In the common law world, a judge is said to be a lawyer who knows a politician. A US judge, Curtis Bok, said in 1941: ‘It has been said that a judge is a member of the Bar who once knew a Governor.’

In Trial by Jury (1875), barrister W. S. Gilbert has a judge admit:

It is patent to the mob
That my being made a nob
Was effected by a job.
Chorus: And a good job too.

During the administration (2001-2009) of President George W. Bush, potential appointees to the Supreme Court were subjected to questioning by Vice-President Richard Cheney.

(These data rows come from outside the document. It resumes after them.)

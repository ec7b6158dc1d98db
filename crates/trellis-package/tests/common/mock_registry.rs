//! Mock registry helpers
//!
//! Serves npm-style metadata at `/<package>` and gzipped tarballs at
//! `/tarballs/<normalized>-<version>.tgz`.

use base64::Engine;
use flate2::write::GzEncoder;
use flate2::Compression;
use serde_json::{json, Map, Value};
use sha2::{Digest, Sha512};
use trellis_package::PackageCache;
use wiremock::matchers::{method, path};
use wiremock::{Mock, MockServer, ResponseTemplate};

use super::constants::*;

/// Build a gzipped tarball with every file under `package/`
pub fn package_tarball(files: &[(&str, &[u8])]) -> Vec<u8> {
    let encoder = GzEncoder::new(Vec::new(), Compression::default());
    let mut builder = tar::Builder::new(encoder);
    for (name, data) in files {
        let mut header = tar::Header::new_gnu();
        header.set_size(data.len() as u64);
        header.set_mode(0o755);
        header.set_cksum();
        builder
            .append_data(&mut header, format!("package/{}", name), *data)
            .unwrap();
    }
    builder.into_inner().unwrap().finish().unwrap()
}

/// Tarball for a runnable command package
pub fn command_tarball() -> Vec<u8> {
    package_tarball(&[
        ("package.json", MANIFEST_CONTENT.as_bytes()),
        (ENTRY_FILE, ENTRY_CONTENT),
    ])
}

/// `sha512-<base64>` integrity string for content
pub fn integrity_of(content: &[u8]) -> String {
    format!(
        "sha512-{}",
        base64::engine::general_purpose::STANDARD.encode(Sha512::digest(content))
    )
}

pub fn tarball_path(package_name: &str, version: &str) -> String {
    format!(
        "/tarballs/{}-{}.tgz",
        PackageCache::normalize(package_name),
        version
    )
}

/// Metadata document listing `versions` in order, each pointing at its tarball
pub fn metadata_document(
    server: &MockServer,
    package_name: &str,
    versions: &[&str],
    integrity: Option<&str>,
) -> Value {
    let mut entries = Map::new();
    for version in versions {
        let mut dist = json!({
            "tarball": format!("{}{}", server.uri(), tarball_path(package_name, version)),
        });
        if let Some(integrity) = integrity {
            dist["integrity"] = json!(integrity);
        }
        entries.insert(
            version.to_string(),
            json!({ "name": package_name, "version": version, "dist": dist }),
        );
    }

    json!({
        "name": package_name,
        "dist-tags": { "latest": versions.last().copied().unwrap_or_default() },
        "versions": Value::Object(entries),
    })
}

/// Mount a metadata endpoint for a package
pub async fn mock_metadata(server: &MockServer, package_name: &str, versions: &[&str]) {
    let body = metadata_document(server, package_name, versions, None);
    Mock::given(method("GET"))
        .and(path(format!("/{}", package_name)))
        .respond_with(ResponseTemplate::new(200).set_body_json(body))
        .mount(server)
        .await;
}

/// Mount a metadata endpoint carrying an integrity string on every version
pub async fn mock_metadata_with_integrity(
    server: &MockServer,
    package_name: &str,
    versions: &[&str],
    integrity: &str,
) {
    let body = metadata_document(server, package_name, versions, Some(integrity));
    Mock::given(method("GET"))
        .and(path(format!("/{}", package_name)))
        .respond_with(ResponseTemplate::new(200).set_body_json(body))
        .mount(server)
        .await;
}

/// Mount a metadata endpoint answering with a bare status
pub async fn mock_metadata_status(server: &MockServer, package_name: &str, status: u16) {
    Mock::given(method("GET"))
        .and(path(format!("/{}", package_name)))
        .respond_with(ResponseTemplate::new(status))
        .mount(server)
        .await;
}

/// Mount a tarball download expected to be requested exactly `times` times
pub async fn mock_tarball(
    server: &MockServer,
    package_name: &str,
    version: &str,
    content: Vec<u8>,
    times: u64,
) {
    Mock::given(method("GET"))
        .and(path(tarball_path(package_name, version)))
        .respond_with(ResponseTemplate::new(200).set_body_bytes(content))
        .expect(times)
        .mount(server)
        .await;
}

In 2009, President Barack Obama (Harvard Law School) continued the procedure with Sonia Sotomayor.

Chief Justice (NSW) Jim Spigelman said Sir Owen Dixon (1886-1972, High Court 1929-64, Chief Justice 1952-64) was ‘Australia’s greatest jurist’ and that his court was ‘one of the great common law benches of history’.

Spigelman must have been unaware that Dixon took court further into fraud. He wrote judgments for Justice Sir George Rich (1863-1956, High Court 1913-50), and let Rich put his name on them. Dixon also wrote judgments at variance with his own and let other judges sign them. Lawyers could use the fraudulent judgments in argument before the court.

The origin of lawyers’ immunity from suit is a brazen example of the Barton Hypothesis. Courtesy of jurist Brett Dawson, we can name the guilty men: Sir Jonathan Pollock (1783-1870), Sir William Watson (1796-1860) and Sir George Bramwell (1808-92).

In Swinfen v Lord Chelmsford (Exchequer Court, 1860), the judges were put to the exigency of protecting a former – and, as it turned out, future – Lord Chancellor who had cheated his client.

Lord Chelmsford (1794-1878) had a glittering career. Born Fred Thesiger, he was, at age 13, a plucky little midshipmite at the Battle of Copenhagen. Perhaps tiring for the moment of rum, sodomy and the lash, he left the Navy at 17 and took to the bar and Tory politics. He rose to Solicitor General, Attorney General, and Lord Chancellor in 1858, but the 14th Earl of Derby’s Government fell in 1859, and he fell with it.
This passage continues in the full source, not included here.